Florida Local Government Investment Trust
The Florida Local Government Investment Trust Short-Term Bond portfolio posted a return of 0.38% in April versus a benchmark return of 0.44%.
Virtually all asset classes rallied in the month of April. Equities finished stronger while the rise in Treasury prices sent yields to their lows of the year. The yield on 2-year Treasury notes started the month at 0.80% and ended the month at 0.60%. Despite light issuance in the corporate space during April, we continued to increase exposure to floating-rate corporate bonds, which maintain the account’s yield while reducing overall interest-rate sensitivity. The portfolio also benefitted from our increased exposure to corporate financial bonds (names such as Morgan Stanley and BB&T), which were the best performers when compared to industrial and utility names.
Overall, the portfolio remains well diversified with over 60% invested in government or government related securities.

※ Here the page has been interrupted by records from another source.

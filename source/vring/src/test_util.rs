use std::{
    alloc::{self, Layout as AllocLayout},
    ptr::NonNull,
};

use crate::{desc::UsedElem, driver::DriverRing, layout::Layout, raw::RawRing, ring::Vring};

/// A zeroed, suitably aligned block of memory standing in for the shared
/// carveout, plus a peek/poke view for checking what each side wrote.
pub(crate) struct Carveout {
    base: NonNull<u8>,
    alloc: AllocLayout,
    layout: Layout,
    raw: RawRing,
}

impl Carveout {
    pub(crate) fn new(num: u32, align: u32) -> Self {
        trace_init();
        let layout = Layout::new(num, align).unwrap();
        let alloc = AllocLayout::from_size_align(layout.size(), layout.align().max(16)).unwrap();
        let base = NonNull::new(unsafe { alloc::alloc_zeroed(alloc) }).unwrap();
        let raw = unsafe { RawRing::new(base, layout) }.unwrap();
        Self {
            base,
            alloc,
            layout,
            raw,
        }
    }

    pub(crate) fn base(&self) -> NonNull<u8> {
        self.base
    }

    pub(crate) fn layout(&self) -> &Layout {
        &self.layout
    }

    pub(crate) fn vring(&self) -> Vring {
        unsafe { Vring::new(self.base, self.layout) }.unwrap()
    }

    pub(crate) fn vring_at(&self, last_avail: u16, used_idx: u16) -> Vring {
        self.vring().with_shadows(last_avail, used_idx)
    }

    /// A host end picking up wherever the indices currently are.
    pub(crate) fn driver(&self) -> DriverRing {
        unsafe { DriverRing::attach(self.base, self.layout) }.unwrap()
    }

    pub(crate) fn avail_idx(&self) -> u16 {
        self.raw.avail_idx().load(portable_atomic::Ordering::Acquire)
    }

    pub(crate) fn used_idx(&self) -> u16 {
        self.raw.used_idx().load(portable_atomic::Ordering::Acquire)
    }

    pub(crate) fn used_slot(&self, slot: u16) -> UsedElem {
        self.raw.read_used_slot(slot)
    }

    pub(crate) fn set_avail_idx(&self, idx: u16) {
        self.raw
            .avail_idx()
            .store(idx, portable_atomic::Ordering::Release)
    }

    pub(crate) fn set_used_idx(&self, idx: u16) {
        self.raw
            .used_idx()
            .store(idx, portable_atomic::Ordering::Release)
    }

    pub(crate) fn set_avail_slot(&self, slot: u16, id: u16) {
        self.raw.write_avail_slot(slot, id)
    }
}

impl Drop for Carveout {
    fn drop(&mut self) {
        unsafe { alloc::dealloc(self.base.as_ptr(), self.alloc) }
    }
}

pub(crate) fn trace_init() {
    use tracing_subscriber::filter::{LevelFilter, Targets};
    use tracing_subscriber::prelude::*;

    let filter = std::env::var("RUST_LOG")
        .ok()
        .and_then(|env| env.parse::<Targets>().ok())
        .unwrap_or_else(|| Targets::new().with_target("vring", LevelFilter::TRACE));
    let _res = tracing_subscriber::fmt()
        .with_test_writer()
        .without_time()
        .finish()
        .with(filter)
        .try_init();
}
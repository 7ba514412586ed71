//! Turning the host's device addresses into pointers the firmware can use.

use core::ptr::NonNull;

use crate::settings::FirmwareSettings;

/// Maps a device address, as found in the resource table and in vring
/// descriptors, to an address the firmware can dereference.
pub trait Translate {
    fn translate(&self, da: u64) -> usize;

    /// Returns [`None`] for addresses that translate to null.
    #[inline]
    fn ptr(&self, da: u64) -> Option<NonNull<u8>> {
        NonNull::new(self.translate(da) as *mut u8)
    }
}

/// MIPS32 kernel segments.
///
/// Physical memory is visible twice in the kernel address space: cached
/// through KSEG0 and uncached through KSEG1. Buffers shared with a host that
/// does not snoop the remote processor's caches must go through KSEG1.
#[derive(Debug, Copy, Clone, PartialEq, Eq)]
pub struct Kseg {
    cached: bool,
}

/// No translation at all. Used when host and firmware share an address
/// space, as in a simulation.
#[derive(Debug, Copy, Clone, Default, PartialEq, Eq)]
pub struct Identity;

// === impl Kseg ===

impl Kseg {
    /// Sign-extended base of KSEG0.
    pub const KSEG0: u64 = 0xFFFF_FFFF_8000_0000;
    /// Sign-extended base of KSEG1.
    pub const KSEG1: u64 = 0xFFFF_FFFF_A000_0000;

    /// Cached addressing if DMA is coherent, uncached otherwise.
    #[must_use]
    pub const fn new(dma_coherent: bool) -> Self {
        Self {
            cached: dma_coherent,
        }
    }

    /// Addressing for the board's `dma_coherent` setting.
    #[must_use]
    pub const fn from_settings(settings: &FirmwareSettings) -> Self {
        Self::new(settings.dma_coherent)
    }

    #[must_use]
    pub const fn is_cached(&self) -> bool {
        self.cached
    }
}

impl Translate for Kseg {
    #[inline]
    fn translate(&self, da: u64) -> usize {
        let base = if self.cached { Self::KSEG0 } else { Self::KSEG1 };
        // Truncates to the 32-bit segment address on MIPS32.
        base.wrapping_add(da) as usize
    }
}

impl Translate for Identity {
    #[inline]
    fn translate(&self, da: u64) -> usize {
        da as usize
    }
}

impl<T: Translate + ?Sized> Translate for &T {
    #[inline]
    fn translate(&self, da: u64) -> usize {
        T::translate(self, da)
    }
}
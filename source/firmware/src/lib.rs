//! # Remote processor firmware
//!
//! Everything a bare-metal remote processor needs to talk to a Linux host
//! over a remoteproc virtio device, apart from the boot code and linker
//! script of the particular board.
//!
//! A firmware image is put together like this:
//!
//! ```rust,ignore
//! const SETTINGS: FirmwareSettings = FirmwareSettings::new();
//!
//! #[link_section = ".resource_table"]
//! #[no_mangle]
//! static RESOURCE_TABLE: ResourceTable = ResourceTable::new(&SETTINGS, IMAGE_DA, TRACE_DA);
//!
//! static TRACE: TraceSubscriber = TraceSubscriber::from_settings(&SETTINGS.trace);
//!
//! fn main(irq_from_host: u32, irq_to_host: u32) -> ! {
//!     TRACE.attach(trace_buffer());
//!     TRACE.install().ok();
//!
//!     let gic = Gic::from_settings(gic_regs(), irq_from_host, irq_to_host, &SETTINGS)?;
//!     let translate = Kseg::from_settings(&SETTINGS);
//!     let mut channel = unsafe { Channel::from_resources(&RESOURCE_TABLE.vdev, gic, translate)? }
//!         .with_trace(&TRACE, &SETTINGS.trace);
//!
//!     let mut frame = [Rgb::default(); 144];
//!     let mut strip = SETTINGS.leds.as_ref().map(|leds| {
//!         Strip::from_settings(gpio_regs(leds.gpio_base), count_delay(), leds, &mut frame)
//!     });
//!     channel.run(SETTINGS.mode, &mut CaseSwap, || {
//!         if let Some(strip) = strip.as_mut() {
//!             strip.tick();
//!         }
//!         if SETTINGS.mode == Mode::Interrupt {
//!             wait();
//!         }
//!         ControlFlow::Continue(())
//!     })?;
//! }
//! ```

#![cfg_attr(not(test), no_std)]

pub mod channel;
pub mod echo;
pub mod gic;
pub mod leds;
pub mod mmio;
pub mod resource_table;
pub mod settings;
pub mod trace;
pub mod translate;
pub mod ws2812;

pub use vring;

pub use self::{
    channel::{Channel, ChannelError, Drain, Handler},
    echo::CaseSwap,
    gic::Gic,
    mmio::{Mmio, RegisterBlock},
    resource_table::ResourceTable,
    settings::{FirmwareSettings, Mode},
    trace::TraceSubscriber,
    translate::{Identity, Kseg, Translate},
};

#[cfg(test)]
pub(crate) mod test_util;
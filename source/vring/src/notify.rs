//! Doorbells between the device and the host.

/// A way to exchange notifications with the peer on the other end of a pair
/// of vrings.
///
/// On real hardware this is an inter-processor interrupt; in a simulation it
/// can be a flag shared between threads. Implementations decide what "the
/// peer" is, so callers never deal in channel or interrupt numbers.
pub trait Notify {
    /// Returns `true` if the peer has signalled since the last call, and
    /// acknowledges the signal.
    ///
    /// This must not block.
    fn take_pending(&mut self) -> bool;

    /// Signal the peer.
    fn signal(&mut self);
}

impl<N: Notify + ?Sized> Notify for &mut N {
    #[inline]
    fn take_pending(&mut self) -> bool {
        N::take_pending(self)
    }

    #[inline]
    fn signal(&mut self) {
        N::signal(self)
    }
}
use miette::{IntoDiagnostic, Result, WrapErr};
use std::{env, path::PathBuf};

fn main() -> Result<()> {
    println!("cargo:rerun-if-changed=build.rs");

    // the built-in config, used unless `--config` names another one
    let config = {
        let root = env::var("CARGO_MANIFEST_DIR")
            .into_diagnostic()
            .context("No CARGO_MANIFEST_DIR")?;
        PathBuf::from(root).join("../../configs/ci40-echo.toml")
    };
    rproc_config::buildtime::render_file(config)
}
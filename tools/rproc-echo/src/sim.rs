//! The echo firmware's channel, served from a thread of this process.
//!
//! The carveout is a page-aligned heap allocation. Device addresses are plain
//! pointers, so the firmware side runs with [`Identity`] translation. The GIC
//! is replaced by a pair of flags, with thread parking standing in for the
//! wait-for-interrupt.

use std::{
    alloc::{self, Layout as AllocLayout},
    ops::ControlFlow,
    ptr::NonNull,
    sync::{
        atomic::{AtomicBool, Ordering},
        Arc,
    },
    thread::{self, JoinHandle, Thread},
    time::{Duration, Instant},
};

use firmware::{echo::CaseSwap, settings::FirmwareSettings, Channel, ChannelError, Identity, Mode};
use miette::IntoDiagnostic;
use vring::{DescFlags, DriverRing, Layout, Notify, UsedElem, Vring};

use crate::{Echo, MAX_MSG};

const TIMEOUT: Duration = Duration::from_secs(1);
const PAGE: usize = 0x1000;

pub struct Sim {
    to_device: DriverRing,
    from_device: DriverRing,
    bell: Arc<Doorbell>,
    firmware: Option<JoinHandle<Result<(), ChannelError>>>,
    seq: u16,
    mem: Carveout,
}

/// Shared memory for both rings and their buffers:
///
/// ```text
/// | incoming ring | outgoing ring | incoming buffers | outgoing buffers |
/// ```
struct Carveout {
    base: NonNull<u8>,
    layout: AllocLayout,
    incoming: usize,
    outgoing: usize,
    in_bufs: usize,
    out_bufs: usize,
}

#[derive(Debug)]
struct Doorbell {
    to_device: AtomicBool,
    to_host: AtomicBool,
    stop: AtomicBool,
    host: Thread,
}

/// The firmware's end of the [`Doorbell`].
struct Bridge(Arc<Doorbell>);

// === impl Sim ===

impl Sim {
    pub fn start(settings: &FirmwareSettings) -> miette::Result<Self> {
        let in_layout = settings.vdev.incoming.layout().map_err(config)?;
        let out_layout = settings.vdev.outgoing.layout().map_err(config)?;
        if settings.mode == Mode::Polled {
            tracing::info!("polled mode; the simulated firmware still waits for the doorbell");
        }

        let mem = Carveout::new(&in_layout, &out_layout)?;
        // Safety: the rings don't overlap, and `mem` outlives the firmware
        // thread, which is joined on drop.
        let (to_device, from_device, incoming, outgoing) = unsafe {
            let to_device = DriverRing::new(mem.at(mem.incoming), in_layout).map_err(config)?;
            let from_device = DriverRing::new(mem.at(mem.outgoing), out_layout).map_err(config)?;
            let incoming = Vring::new(mem.at(mem.incoming), in_layout).map_err(config)?;
            let outgoing = Vring::new(mem.at(mem.outgoing), out_layout).map_err(config)?;
            (to_device, from_device, incoming, outgoing)
        };

        let bell = Arc::new(Doorbell {
            to_device: AtomicBool::new(false),
            to_host: AtomicBool::new(false),
            stop: AtomicBool::new(false),
            host: thread::current(),
        });

        let firmware = thread::Builder::new()
            .name("firmware".into())
            .spawn({
                let bell = bell.clone();
                move || {
                    let _span = tracing::info_span!("firmware").entered();
                    let mut channel = Channel::new(incoming, outgoing, Bridge(bell.clone()), Identity);
                    channel.run(Mode::Interrupt, &mut CaseSwap, || bell.wait())
                }
            })
            .into_diagnostic()?;

        tracing::info!(
            incoming = ?in_layout,
            outgoing = ?out_layout,
            "simulated firmware started",
        );
        Ok(Self {
            to_device,
            from_device,
            bell,
            firmware: Some(firmware),
            seq: 0,
            mem,
        })
    }

    fn ring(&self) {
        self.bell.to_device.store(true, Ordering::Release);
        if let Some(fw) = &self.firmware {
            fw.thread().unpark();
        }
    }

    /// Wait for the firmware to return descriptor `id` on `ring`.
    fn reap(ring: &mut DriverRing, id: u16, deadline: Instant) -> miette::Result<UsedElem> {
        loop {
            match ring.take_used() {
                Ok(Some(used)) if used.id as u16 == id => return Ok(used),
                Ok(Some(used)) => {
                    return Err(miette::miette!(
                        "firmware returned descriptor {} instead of {id}",
                        used.id
                    ))
                }
                Ok(None) => {}
                Err(e) => return Err(miette::miette!("host ring: {e}")),
            }
            let now = Instant::now();
            if now >= deadline {
                return Err(miette::miette!("Timeout waiting for response"));
            }
            thread::park_timeout(deadline - now);
        }
    }
}

impl Echo for Sim {
    fn request(&mut self, msg: &[u8]) -> miette::Result<Vec<u8>> {
        let in_id = self.seq % self.to_device.layout().num();
        let out_id = self.seq % self.from_device.layout().num();
        self.seq = self.seq.wrapping_add(1);

        let input = self.mem.in_bufs + in_id as usize * MAX_MSG;
        let output = self.mem.out_bufs + out_id as usize * MAX_MSG;
        // Safety: neither descriptor is with the firmware until offered.
        unsafe {
            self.mem.slice(input, msg.len()).copy_from_slice(msg);
        }

        let host_err = |e: vring::RingError| miette::miette!("host ring: {e}");
        self.from_device
            .add_buffer(
                out_id,
                self.mem.addr(output),
                MAX_MSG as u32,
                DescFlags::new().with(DescFlags::WRITE, true),
            )
            .map_err(host_err)?;
        self.to_device
            .add_buffer(in_id, self.mem.addr(input), msg.len() as u32, DescFlags::new())
            .map_err(host_err)?;
        self.bell.to_host.store(false, Ordering::Release);
        self.ring();

        let deadline = Instant::now() + TIMEOUT;
        let reply = Self::reap(&mut self.from_device, out_id, deadline)?;
        let consumed = Self::reap(&mut self.to_device, in_id, deadline)?;
        tracing::debug!(?reply, ?consumed, "firmware answered");

        // Safety: the firmware has handed the buffer back.
        let reply = unsafe { self.mem.slice(output, reply.len as usize) }.to_vec();
        Ok(reply)
    }
}

impl Drop for Sim {
    fn drop(&mut self) {
        self.bell.stop.store(true, Ordering::Release);
        if let Some(fw) = self.firmware.take() {
            fw.thread().unpark();
            match fw.join() {
                Ok(Ok(())) => tracing::debug!("simulated firmware stopped"),
                Ok(Err(error)) => tracing::error!(%error, "simulated firmware failed"),
                Err(_) => tracing::error!("simulated firmware panicked"),
            }
        }
    }
}

fn config(error: vring::ConfigError) -> miette::Report {
    miette::miette!("invalid vring settings: {error}")
}

// === impl Carveout ===

impl Carveout {
    fn new(incoming: &Layout, outgoing: &Layout) -> miette::Result<Self> {
        let align = PAGE.max(incoming.align()).max(outgoing.align());
        let align_up = |n: usize| (n + align - 1) & !(align - 1);
        let outgoing_at = align_up(incoming.size());
        let in_bufs = align_up(outgoing_at + outgoing.size());
        let out_bufs = in_bufs + incoming.num() as usize * MAX_MSG;
        let len = out_bufs + outgoing.num() as usize * MAX_MSG;

        let layout = AllocLayout::from_size_align(len, align).into_diagnostic()?;
        // Safety: `len` is non-zero.
        let base = NonNull::new(unsafe { alloc::alloc_zeroed(layout) })
            .ok_or_else(|| miette::miette!("failed to allocate {len} byte carveout"))?;
        Ok(Self {
            base,
            layout,
            incoming: 0,
            outgoing: outgoing_at,
            in_bufs,
            out_bufs,
        })
    }

    fn at(&self, offset: usize) -> NonNull<u8> {
        // Safety: offsets are all within the allocation.
        unsafe { NonNull::new_unchecked(self.base.as_ptr().add(offset)) }
    }

    fn addr(&self, offset: usize) -> u64 {
        self.at(offset).as_ptr() as u64
    }

    /// # Safety
    ///
    /// The firmware must not be using these bytes.
    #[allow(clippy::mut_from_ref)]
    unsafe fn slice(&self, offset: usize, len: usize) -> &mut [u8] {
        std::slice::from_raw_parts_mut(self.at(offset).as_ptr(), len)
    }
}

impl Drop for Carveout {
    fn drop(&mut self) {
        unsafe { alloc::dealloc(self.base.as_ptr(), self.layout) }
    }
}

// === impl Doorbell ===

impl Doorbell {
    /// Sleep until the host rings or asks the firmware to stop.
    fn wait(&self) -> ControlFlow<()> {
        loop {
            if self.stop.load(Ordering::Acquire) {
                return ControlFlow::Break(());
            }
            if self.to_device.load(Ordering::Acquire) {
                return ControlFlow::Continue(());
            }
            thread::park_timeout(TIMEOUT);
        }
    }
}

impl Notify for Bridge {
    fn take_pending(&mut self) -> bool {
        self.0.to_device.swap(false, Ordering::AcqRel)
    }

    fn signal(&mut self) {
        self.0.to_host.store(true, Ordering::Release);
        self.0.host.unpark();
    }
}

#[cfg(test)]
mod tests {
    use super::*;

    #[test]
    fn echoes_through_simulated_firmware() {
        let mut sim = Sim::start(&FirmwareSettings::default()).unwrap();
        // More requests than descriptors, so every ring index wraps past its
        // slot count.
        for i in 0..20 {
            let msg = format!("Test {i}");
            let reply = sim.request(msg.as_bytes()).unwrap();
            assert_eq!(reply, crate::swapped(msg.as_bytes()));
        }
        assert!(sim.bell.to_host.load(Ordering::Acquire));
    }

    #[test]
    fn larger_rings() {
        let mut settings = FirmwareSettings::default();
        settings.vdev.incoming.num = 16;
        settings.vdev.outgoing.num = 8;
        settings.vdev.outgoing.align = 16;
        let mut sim = Sim::start(&settings).unwrap();
        let reply = sim.request(b"Hello, Ring!").unwrap();
        assert_eq!(reply, b"hELLO, rING!");
    }

    #[test]
    fn bad_ring_settings() {
        let mut settings = FirmwareSettings::default();
        settings.vdev.incoming.num = 3;
        assert!(Sim::start(&settings).is_err());
    }
}
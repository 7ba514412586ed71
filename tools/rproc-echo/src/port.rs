//! The firmware's vdev, as the virtio console port the host exposes it as.

use std::{
    fs::{File, OpenOptions},
    io::{Read, Write},
    path::Path,
    sync::mpsc,
    thread,
    time::Duration,
};

use miette::{Context, IntoDiagnostic};

use crate::{Echo, MAX_MSG};

/// How long to wait for each part of a reply.
const TIMEOUT: Duration = Duration::from_secs(1);

#[derive(Debug)]
pub struct Port {
    port: File,
    rx: mpsc::Receiver<std::io::Result<Vec<u8>>>,
}

impl Port {
    pub fn open(path: &Path) -> miette::Result<Self> {
        let port = OpenOptions::new()
            .read(true)
            .write(true)
            .open(path)
            .into_diagnostic()?;
        let reader = port.try_clone().into_diagnostic()?;
        let (tx, rx) = mpsc::channel();
        thread::Builder::new()
            .name("port-reader".into())
            .spawn(move || read_loop(reader, tx))
            .into_diagnostic()?;
        tracing::debug!(path = %path.display(), "opened port");
        Ok(Self { port, rx })
    }
}

impl Echo for Port {
    fn request(&mut self, msg: &[u8]) -> miette::Result<Vec<u8>> {
        self.port
            .write_all(msg)
            .into_diagnostic()
            .context("Error writing to port")?;

        // The reply may come back in pieces.
        let mut reply = Vec::with_capacity(msg.len());
        while reply.len() < msg.len() {
            let chunk = match self.rx.recv_timeout(TIMEOUT) {
                Ok(chunk) => chunk.into_diagnostic().context("Error reading from port")?,
                Err(mpsc::RecvTimeoutError::Timeout) => {
                    return Err(miette::miette!("Timeout waiting for response"))
                }
                Err(mpsc::RecvTimeoutError::Disconnected) => {
                    return Err(miette::miette!("port closed"))
                }
            };
            tracing::trace!(len = chunk.len(), "read from port");
            reply.extend_from_slice(&chunk);
        }
        Ok(reply)
    }
}

fn read_loop(mut port: File, tx: mpsc::Sender<std::io::Result<Vec<u8>>>) {
    let mut buf = [0u8; MAX_MSG];
    loop {
        let res = match port.read(&mut buf) {
            Ok(0) => return,
            Ok(len) => Ok(buf[..len].to_vec()),
            Err(e) => Err(e),
        };
        let failed = res.is_err();
        if tx.send(res).is_err() || failed {
            return;
        }
    }
}
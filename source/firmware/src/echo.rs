use crate::channel::Handler;

/// Answers each message with a copy of itself, with the case of ASCII letters
/// swapped.
///
/// Replies longer than the outgoing buffer are truncated.
#[derive(Debug, Default, Copy, Clone)]
pub struct CaseSwap;

impl Handler for CaseSwap {
    fn handle(&mut self, input: &[u8], output: &mut [u8]) -> usize {
        let len = input.len().min(output.len());
        for (out, &byte) in output.iter_mut().zip(&input[..len]) {
            *out = swap_case(byte);
        }
        len
    }
}

#[inline]
const fn swap_case(byte: u8) -> u8 {
    if byte.is_ascii_alphabetic() {
        byte ^ 0x20
    } else {
        byte
    }
}

#[cfg(test)]
mod tests {
    use super::*;
    use proptest::{prop_assert_eq, proptest};

    #[test]
    fn swaps_letters_only() {
        let mut out = [0u8; 16];
        let n = CaseSwap.handle(b"Test 42!", &mut out);
        assert_eq!(&out[..n], b"tEST 42!");
    }

    #[test]
    fn truncates_to_output() {
        let mut out = [0u8; 3];
        let n = CaseSwap.handle(b"abcdef", &mut out);
        assert_eq!(n, 3);
        assert_eq!(&out, b"ABC");
    }

    proptest! {
        #[test]
        fn swapping_twice_is_identity(input: Vec<u8>) {
            let mut once = vec![0; input.len()];
            let mut twice = vec![0; input.len()];
            CaseSwap.handle(&input, &mut once);
            CaseSwap.handle(&once, &mut twice);
            prop_assert_eq!(twice, input);
        }
    }
}
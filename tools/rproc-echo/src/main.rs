use std::{
    io::{self, BufRead, Write},
    path::PathBuf,
};

use clap::Parser;
use firmware::{echo::CaseSwap, Handler};
use miette::{Context, IntoDiagnostic};
use tracing::level_filters::LevelFilter;
use tracing_subscriber::{filter::Targets, prelude::*};

mod port;
mod sim;

/// The longest message the firmware's buffers take.
const MAX_MSG: usize = 256;

#[derive(Debug, Parser)]
#[command(author, version, about, long_about = None)]
struct Args {
    #[command(subcommand)]
    target: Target,

    /// send `Test 0` up to `Test <N-1>` and check every reply, instead of
    /// echoing lines read from stdin.
    #[arg(short = 'l', long = "loop", global = true, value_name = "N")]
    iterations: Option<u32>,

    /// a comma-separated list of `tracing` targets and levels to enable.
    ///
    /// for example, `info,vring=trace` enables the `INFO` level globally, and
    /// every level for the ring code.
    ///
    /// see <https://docs.rs/tracing-subscriber/latest/tracing_subscriber/filter/targets/struct.Targets.html#filtering-with-targets>
    /// for more details on this syntax.
    #[arg(
        short,
        long = "trace",
        global = true,
        env = "RPROC_TRACE",
        default_value_t = Targets::new().with_default(LevelFilter::INFO),
    )]
    trace_filter: Targets,
}

#[derive(Debug, clap::Subcommand)]
enum Target {
    /// talk to the firmware through its virtio port device
    Port {
        /// path to the port device (usually /dev/vport0p0)
        path: PathBuf,
    },
    /// serve the firmware's channel from a thread in this process
    Sim {
        /// firmware config to take the ring layout from. defaults to the
        /// config this tool was built with.
        #[arg(long)]
        config: Option<PathBuf>,
    },
}

/// Something a message can be sent to and answered by.
trait Echo {
    fn request(&mut self, msg: &[u8]) -> miette::Result<Vec<u8>>;
}

fn main() -> miette::Result<()> {
    let Args {
        target,
        iterations,
        trace_filter,
    } = Args::parse();

    tracing_subscriber::registry()
        .with(tracing_subscriber::fmt::layer().with_filter(trace_filter))
        .init();

    match target {
        Target::Port { path } => {
            let mut port = port::Port::open(&path)
                .with_context(|| format!("failed to open port {}", path.display()))?;
            serve(&mut port, iterations)
        }
        Target::Sim { config } => {
            let config = match config {
                Some(path) => rproc_config::buildtime::load_file(path)?,
                None => rproc_config::include_config!()
                    .map_err(|e| miette::miette!("{e}"))
                    .context("built-in config is invalid")?,
            };
            tracing::debug!(settings = ?config.firmware, "loaded settings");
            let mut sim = sim::Sim::start(&config.firmware)?;
            serve(&mut sim, iterations)
        }
    }
}

fn serve(target: &mut impl Echo, iterations: Option<u32>) -> miette::Result<()> {
    match iterations {
        Some(n) => test_loop(target, n),
        None => interactive(target),
    }
}

fn test_loop(target: &mut impl Echo, iterations: u32) -> miette::Result<()> {
    println!("Looping {iterations} times");
    for i in 0..iterations {
        let msg = format!("Test {i}");
        let reply = echo(target, msg.as_bytes())?;
        let expected = swapped(msg.as_bytes());
        if reply != expected {
            return Err(miette::miette!(
                "expected '{}', received '{}'",
                String::from_utf8_lossy(&expected),
                String::from_utf8_lossy(&reply),
            ));
        }
    }
    println!("All {iterations} replies matched");
    Ok(())
}

fn interactive(target: &mut impl Echo) -> miette::Result<()> {
    let stdin = io::stdin();
    let mut lines = stdin.lock().lines();
    loop {
        print!("> ");
        io::stdout().flush().into_diagnostic()?;

        let Some(line) = lines.next() else {
            return Ok(());
        };
        let line = line.into_diagnostic().context("reading stdin")?;
        if line.is_empty() {
            continue;
        }
        echo(target, line.as_bytes())?;
    }
}

fn echo(target: &mut impl Echo, msg: &[u8]) -> miette::Result<Vec<u8>> {
    if msg.len() > MAX_MSG {
        return Err(miette::miette!(
            "message is {} bytes, but the firmware only takes {MAX_MSG}",
            msg.len()
        ));
    }
    println!("Sending '{}'", String::from_utf8_lossy(msg));
    let reply = target.request(msg)?;
    println!("Received '{}'", String::from_utf8_lossy(&reply));
    Ok(reply)
}

/// The reply the echo firmware gives to `msg`.
fn swapped(msg: &[u8]) -> Vec<u8> {
    let mut out = vec![0; msg.len()];
    let len = CaseSwap.handle(msg, &mut out);
    out.truncate(len);
    out
}

#[cfg(test)]
mod tests {
    use super::*;

    struct Loopback(Vec<Vec<u8>>);

    impl Echo for Loopback {
        fn request(&mut self, msg: &[u8]) -> miette::Result<Vec<u8>> {
            self.0.push(msg.to_vec());
            Ok(swapped(msg))
        }
    }

    #[test]
    fn loop_sends_numbered_messages() {
        let mut target = Loopback(Vec::new());
        test_loop(&mut target, 3).unwrap();
        assert_eq!(target.0, [&b"Test 0"[..], b"Test 1", b"Test 2"]);
    }

    #[test]
    fn loop_rejects_wrong_reply() {
        struct Parrot;
        impl Echo for Parrot {
            fn request(&mut self, msg: &[u8]) -> miette::Result<Vec<u8>> {
                Ok(msg.to_vec())
            }
        }
        assert!(test_loop(&mut Parrot, 1).is_err());
    }

    #[test]
    fn oversized_messages_not_sent() {
        let mut target = Loopback(Vec::new());
        assert!(echo(&mut target, &[b'a'; MAX_MSG + 1]).is_err());
        assert!(target.0.is_empty());
    }

    #[test]
    fn args_parse() {
        let args = Args::try_parse_from(["rproc-echo", "port", "/dev/vport0p0", "-l", "5"]).unwrap();
        assert_eq!(args.iterations, Some(5));
        assert!(matches!(args.target, Target::Port { .. }));

        let args = Args::try_parse_from(["rproc-echo", "sim", "--loop", "2"]).unwrap();
        assert!(matches!(args.target, Target::Sim { config: None }));
    }
}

Florida Trust Day to Day Fund
In April, the SEC yield on the Fund was 0.11%. The Federal Reserve’s Quantitative Easing (QE) policy has resulted in historically low interest rates. More recently, however, yields on short-term securities such as repo, Treasury bills and agency discount notes have virtually collapsed as demand outpaces supply. On the supply side of the equation, agencies (Fannie Mae and Freddie Mac, specifically) now have less need for funding as their role in mortgage finance dwindles. Also, the Fed buying Treasuries as part of its QE program has reduced the amount of collateral available for repo. On the demand side of the equation, SEC rules for maximum maturities among money funds have lead to increased demand for short paper. This has resulted in short-term interest rates that hovered around 0.15% in the first quarter falling recently to between 0.01% and 0.06%. With that backdrop, we are buying as much fixed-rate credit and floating rate notes as possible for yield pickup, while maintaining the Trust’s AAA-rating and 50-day maximum day count imposed by S&P. The portfolio remains extremely liquid with 45% of the portfolio invested in overnight and short-term securities. Additionally, nearly 55% of the portfolio is invested in government or government guaranteed securities. The Day to Day fund continues to compare favorably to other money funds despite its more stringent guidelines than standard prime/2a-7 funds.